• [Task statement]
The lines from the start of the data up to and including the one with "left unsealed: sealing" should be returned exactly, and nothing else.

• [Stored data entries]
-*-*-

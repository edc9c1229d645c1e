//! 🪣 The batch buffer: where records wait for enough company, or enough time.
//!
//! One open [`Batch`] for the single logical stream, guarded by a plain
//! `std::sync::Mutex`. Nothing inside the lock ever awaits. Append, threshold
//! check, seal and hand-off to the delivery channel all happen in one critical
//! section, so a record is either in the open batch or in exactly one sealed
//! batch, never both and never neither.
//!
//! Capacity is counted in bytes across the open batch *and* every sealed batch
//! that has not finished delivery or backup yet. Delivery workers give bytes
//! back with [`BatchBuffer::release`], and only for batches that reached a
//! terminal state. Records are counted the same way, so when the pipeline dies
//! it can say exactly how many accepted records never landed anywhere.
//!
//! Once every delivery worker is gone the open batch is left unsealed: sealing
//! it would only hand it to a channel nobody reads.
//!
//! ⏰ The [`SealTimer`] seals an open batch once it has been open for the
//! configured interval, whether or not anyone ingests anything ever again.

use std::sync::{Arc, Mutex, MutexGuard, PoisonError};
use std::time::Duration;

use anyhow::Result;
use async_channel::Sender;
use tokio::sync::Notify;
use tokio::task::JoinHandle;
use tokio::time::Instant;
use tokio_util::sync::CancellationToken;
use tracing::{debug, error, trace};

use super::PipelineError;
use super::stats::PipelineStats;
use crate::common::{Batch, Record, SealedBatch};
use crate::workers::Worker;

#[derive(Debug, Clone)]
pub(crate) struct BufferLimits {
    pub(crate) size_threshold_bytes: usize,
    pub(crate) interval: Duration,
    pub(crate) max_buffered_bytes: usize,
}

#[derive(Debug)]
struct BufferState {
    open: Option<Batch>,
    /// 📏 Open batch + sealed-but-unfinished batches.
    buffered_bytes: usize,
    /// 🧾 Same scope as `buffered_bytes`, counted in records.
    unfinished_records: usize,
    accepting: bool,
}

#[derive(Debug, Clone, Copy)]
enum SealReason {
    Size,
    Interval,
    Shutdown,
}

#[derive(Debug)]
pub(crate) struct BatchBuffer {
    state: Mutex<BufferState>,
    /// 🔔 Rung whenever a fresh batch opens, so the timer knows there's a clock to watch.
    opened: Notify,
    sealed_tx: Sender<SealedBatch>,
    limits: BufferLimits,
    stats: Arc<PipelineStats>,
}
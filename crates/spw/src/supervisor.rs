//! 🎬 *[camera pans across a dimly lit server room]*
//! 🎬 "In a world where records pile up in queues..."
//! 🎬 "One supervisor dared to deliver them all. At least once."
//!
//! 📦 The Supervisor wires a queue, a pipeline and a consumer together, waits
//! for someone to say stop, then drains everything in the right order:
//! stop polling first, then let the pipeline finish every batch it accepted.
//!
//! ⚠️ The consumer and the delivery workers are the supervisor's private minions.
//! Nothing outside this crate starts them directly.

use anyhow::{Context, Result};
use tokio_util::sync::CancellationToken;
use tracing::{error, info, warn};

use crate::app_config::AppConfig;
use crate::backends::{BackupBackend, QueueBackend, SinkBackend};
use crate::consumer::BatchConsumer;
use crate::pipeline::{DeliveryPipeline, StatsSnapshot};
use crate::workers::Worker;

pub(crate) struct Supervisor {
    app_config: AppConfig,
}

impl Supervisor {
    pub(crate) fn new(app_config: AppConfig) -> Self {
        Self { app_config }
    }

    /// 🚀 Run until `shutdown` (graceful) or `abort` (give up on stuck backups) fires,
    /// or until the pipeline refuses records for good.
    pub(crate) async fn run(
        self,
        queue: QueueBackend,
        sink: SinkBackend,
        backup: BackupBackend,
        shutdown: CancellationToken,
        abort: CancellationToken,
    ) -> Result<StatsSnapshot> {
        let pipeline = DeliveryPipeline::start(
            &self.app_config.pipeline,
            &self.app_config.backup_config,
            sink,
            backup,
            abort.clone(),
        );

        let stop_polling = shutdown.child_token();
        let mut consumer = BatchConsumer::new(
            queue,
            pipeline.handle(),
            self.app_config.consumer.clone(),
            stop_polling.clone(),
        )
        .start();

        let consumed = tokio::select! {
            consumed = &mut consumer => consumed,
            _ = abort.cancelled() => {
                warn!("🧨 abort requested: no more polling, in-flight backups will be abandoned");
                stop_polling.cancel();
                consumer.await
            }
        };
        match consumed {
            Ok(Ok(())) => info!("📬 consumer stopped, draining the pipeline"),
            Ok(Err(e)) => error!(error = %format!("{e:#}"), "💀 consumer failed, draining the pipeline anyway"),
            Err(join_error) => error!(error = %join_error, "💀 consumer task panicked, draining the pipeline anyway"),
        }

        let stats = pipeline
            .shutdown()
            .await
            .context("💀 the pipeline could not finish every batch it accepted")?;
        info!(
            ingested = stats.records_ingested,
            delivered = stats.records_delivered,
            backed_up = stats.records_backed_up,
            "🏁 supervisor done"
        );
        Ok(stats)
    }
}

#[cfg(test)]
mod tests {
    use std::time::Duration;

    use super::*;
    use crate::backends::in_mem::{InMemoryBackupStore, InMemoryQueue, InMemorySink};
    use crate::compression::CompressionFormat;
    use crate::pipeline::{BackupObject, PipelineError};

    fn app_config(retry_duration_secs: u64) -> AppConfig {
        let raw = format!(
            r#"
queue_config = "InMemory"
sink_config = "InMemory"

[backup_config]
prefix = "failed/"
compression = "GZIP"
store = "InMemory"

[pipeline]
retry_duration_secs = {retry_duration_secs}
size_threshold_bytes = 64
max_buffered_bytes = 4096
interval_secs = 5

[consumer]
poll_wait_secs = 1
"#
        );
        toml::from_str(&raw).expect("💀 test config should parse")
    }

    async fn fill(queue: &InMemoryQueue, count: usize) {
        for i in 0..count {
            queue.push(format!("{{\"event\":{i}}}").into_bytes()).await;
        }
    }

    #[tokio::test(start_paused = true)]
    async fn the_one_where_everything_goes_to_plan() -> Result<()> {
        let queue = InMemoryQueue::new(Duration::from_secs(30));
        let sink = InMemorySink::new();
        let backup = InMemoryBackupStore::new();
        fill(&queue, 25).await;

        let shutdown = CancellationToken::new();
        let running = tokio::spawn(Supervisor::new(app_config(300)).run(
            QueueBackend::InMemory(queue.clone()),
            SinkBackend::InMemory(sink.clone()),
            BackupBackend::InMemory(backup.clone()),
            shutdown.clone(),
            CancellationToken::new(),
        ));
        tokio::time::sleep(Duration::from_secs(30)).await;
        shutdown.cancel();
        let stats = running.await??;

        assert_eq!(stats.records_ingested, 25);
        assert_eq!(stats.records_delivered, 25);
        assert_eq!(stats.records_backed_up, 0);
        assert_eq!(queue.acked_count().await, 25);
        assert_eq!(sink.received_bodies().await.len(), 25);
        assert!(backup.keys().await.is_empty());
        Ok(())
    }

    #[tokio::test(start_paused = true)]
    async fn the_one_where_the_index_is_down_and_the_spillway_catches_everything() -> Result<()> {
        let queue = InMemoryQueue::new(Duration::from_secs(30));
        let sink = InMemorySink::failing_forever();
        let backup = InMemoryBackupStore::new();
        fill(&queue, 25).await;

        let shutdown = CancellationToken::new();
        let running = tokio::spawn(Supervisor::new(app_config(0)).run(
            QueueBackend::InMemory(queue.clone()),
            SinkBackend::InMemory(sink.clone()),
            BackupBackend::InMemory(backup.clone()),
            shutdown.clone(),
            CancellationToken::new(),
        ));
        tokio::time::sleep(Duration::from_secs(30)).await;
        shutdown.cancel();
        let stats = running.await??;

        assert_eq!(stats.records_delivered, 0);
        assert_eq!(stats.records_backed_up, 25);
        let mut recovered = Vec::new();
        for (key, object) in backup.objects().await {
            assert!(key.starts_with("failed/") && key.ends_with(".gz"), "unexpected key {key}");
            recovered.extend(BackupObject::decode_records(CompressionFormat::Gzip, &object.body)?);
        }
        recovered.sort();
        let mut expected: Vec<Vec<u8>> = (0..25).map(|i| format!("{{\"event\":{i}}}").into_bytes()).collect();
        expected.sort();
        assert_eq!(recovered, expected, "every record lands in a backup object exactly once");
        Ok(())
    }

    #[tokio::test(start_paused = true)]
    async fn the_one_where_abort_gives_up_on_a_backup_store_that_never_answers() -> Result<()> {
        let queue = InMemoryQueue::new(Duration::from_secs(30));
        let sink = InMemorySink::failing_forever();
        let backup = InMemoryBackupStore::new();
        backup.fail_next_puts(usize::MAX).await;
        fill(&queue, 3).await;

        let abort = CancellationToken::new();
        let running = tokio::spawn(Supervisor::new(app_config(0)).run(
            QueueBackend::InMemory(queue.clone()),
            SinkBackend::InMemory(sink.clone()),
            BackupBackend::InMemory(backup.clone()),
            CancellationToken::new(),
            abort.clone(),
        ));
        tokio::time::sleep(Duration::from_secs(60)).await;
        abort.cancel();

        let err = running.await?.expect_err("aborting a stuck backup must fail loudly");
        match err.downcast_ref::<PipelineError>() {
            Some(PipelineError::Unfinished { unfinished_records, cause }) => {
                assert_eq!(*unfinished_records, 3, "all three accepted records are unaccounted for");
                assert!(matches!(**cause, PipelineError::BackupStore { .. }), "cause was {cause:?}");
            }
            _ => panic!("💀 unexpected error {err:#}"),
        }
        assert!(backup.keys().await.is_empty());
        Ok(())
    }
}
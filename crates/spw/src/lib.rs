//! 🌊 spillway: a buffered, retrying delivery pipeline.
//!
//! Records come off an at-least-once queue, get packed into batches by size or
//! by age, and are written to a sink. A batch the sink keeps refusing is retried
//! within a time budget and then goes over the spillway into a backup store.
//! A record is acknowledged upstream only after the pipeline has taken
//! responsibility for it.
//!
//! 🦆

pub mod app_config;
pub mod backends;
pub mod common;
pub mod compression;
pub mod filter_policy;
pub mod pipeline;

mod consumer;
mod supervisor;
mod workers;

use anyhow::{Context, Result};
use tokio_util::sync::CancellationToken;
use tracing::info;

use crate::app_config::{AppConfig, FilterPolicyConfig, QueueConfig};
use crate::backends::file::SpoolQueue;
use crate::backends::{BackupBackend, QueueBackend, SinkBackend};
use crate::compression::CompressionFormat;
use crate::filter_policy::{ApplyOutcome, FileSubscriptionRegistry, FilterPolicy, FilterPolicySetter};
use crate::pipeline::{BackupObject, StatsSnapshot};
use crate::supervisor::Supervisor;

/// 🚀 Connect the backends, apply the filter policy if one is configured, and
/// deliver until `shutdown` fires.
///
/// `abort` is the second Ctrl-C: batches stuck retrying against a broken backup
/// store are abandoned and the run fails with [`pipeline::PipelineError::Unfinished`],
/// which counts every accepted record that landed nowhere.
pub async fn run(app_config: AppConfig, shutdown: CancellationToken, abort: CancellationToken) -> Result<StatsSnapshot> {
    if let Some(filter) = &app_config.filter_policy {
        apply_filter_policy(filter)
            .await
            .context("💀 could not apply the configured filter policy")?;
    }

    let queue = QueueBackend::from_config(&app_config.queue_config)
        .await
        .context("💀 could not open the record queue")?;
    let sink = SinkBackend::from_config(&app_config.sink_config, app_config.pipeline.request_timeout())
        .await
        .context("💀 could not open the sink")?;
    let backup = BackupBackend::from_config(&app_config.backup_config.store)
        .await
        .context("💀 could not open the backup store")?;

    Supervisor::new(app_config).run(queue, sink, backup, shutdown, abort).await
}

/// 🧹 Validate and register one filter policy in its file registry. Idempotent.
pub async fn apply_filter_policy(filter: &FilterPolicyConfig) -> Result<ApplyOutcome> {
    let policy = FilterPolicy::parse(filter.policy.clone())
        .with_context(|| format!("💀 filter policy for '{}' is not valid", filter.subscription))?;
    let mut registry = FileSubscriptionRegistry::new(&filter.registry);
    let outcome = registry.apply(&filter.subscription, &policy).await?;
    info!(subscription = %filter.subscription, outcome = ?outcome, "🧹 filter policy checked");
    Ok(outcome)
}

/// 📮 Spool an NDJSON file into the configured spool queue: one record per
/// non-blank line, after undoing `compression`. Returns how many were spooled.
pub async fn enqueue_lines(queue_config: &QueueConfig, payload: &[u8], compression: CompressionFormat) -> Result<usize> {
    let raw = compression
        .decompress(payload)
        .with_context(|| format!("💀 payload is not {compression:?}"))?;
    let lines = raw
        .split(|byte| *byte == b'\n')
        .map(|line| line.strip_suffix(b"\r").unwrap_or(line))
        .filter(|line| !line.iter().all(u8::is_ascii_whitespace));
    spool(queue_config, lines).await
}

/// ♻️ Put every record of a backup object back into the configured spool queue,
/// byte for byte, empty records included. Returns how many were spooled.
pub async fn replay_backup_object(queue_config: &QueueConfig, object: &[u8], compression: CompressionFormat) -> Result<usize> {
    let records = BackupObject::decode_records(compression, object)?;
    spool(queue_config, records.iter().map(Vec::as_slice)).await
}

async fn spool<'a>(queue_config: &QueueConfig, bodies: impl Iterator<Item = &'a [u8]>) -> Result<usize> {
    let QueueConfig::Spool(spool_config) = queue_config else {
        anyhow::bail!("💀 only a spool queue can be fed from outside the process. An in-memory queue forgets everything on exit.");
    };
    let queue = SpoolQueue::new(spool_config.clone()).await?;
    let mut spooled = 0;
    for body in bodies {
        queue.enqueue(body).await?;
        spooled += 1;
    }
    info!(spooled, directory = %spool_config.directory.display(), "📮 records spooled");
    Ok(spooled)
}
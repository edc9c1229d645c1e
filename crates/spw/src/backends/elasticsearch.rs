//! 📡 Elasticsearch backend: the one sink that talks to something real.
//!
//! One sealed batch becomes one `POST /_bulk` request. Every record body is a
//! source line, preceded by an `index` action line naming the (possibly
//! rotated) target index and, for clusters old enough to care, a document type.
//!
//! 🧠 Knowledge graph:
//! - `rotation`: which index a write goes to *right now* (`logs` → `logs-2024-03-07`).
//! - `elasticsearch_sink`: the HTTP part. Pure I/O, no retries. The pipeline retries.
//!
//! 🦆

mod elasticsearch_sink;
mod rotation;

pub use elasticsearch_sink::ElasticsearchSinkConfig;
pub(crate) use elasticsearch_sink::ElasticsearchSink;
pub use rotation::IndexRotation;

-*-*-

• [Answer to the exercise]
repository edc9c1229d645c1e
//! 🪣 The batch buffer: where records wait for enough company, or enough time.
//!
//! One open [`Batch`] for the single logical stream, guarded by a plain
//! `std::sync::Mutex`. Nothing inside the lock ever awaits. Append, threshold
//! check, seal and hand-off to the delivery channel all happen in one critical
//! section, so a record is either in the open batch or in exactly one sealed
//! batch, never both and never neither.
//!
//! Capacity is counted in bytes across the open batch *and* every sealed batch
//! that has not finished delivery or backup yet. Delivery workers give bytes
//! back with [`BatchBuffer::release`], and only for batches that reached a
//! terminal state. Records are counted the same way, so when the pipeline dies
//! it can say exactly how many accepted records never landed anywhere.
//!
//! Once every delivery worker is gone the open batch is left unsealed: sealing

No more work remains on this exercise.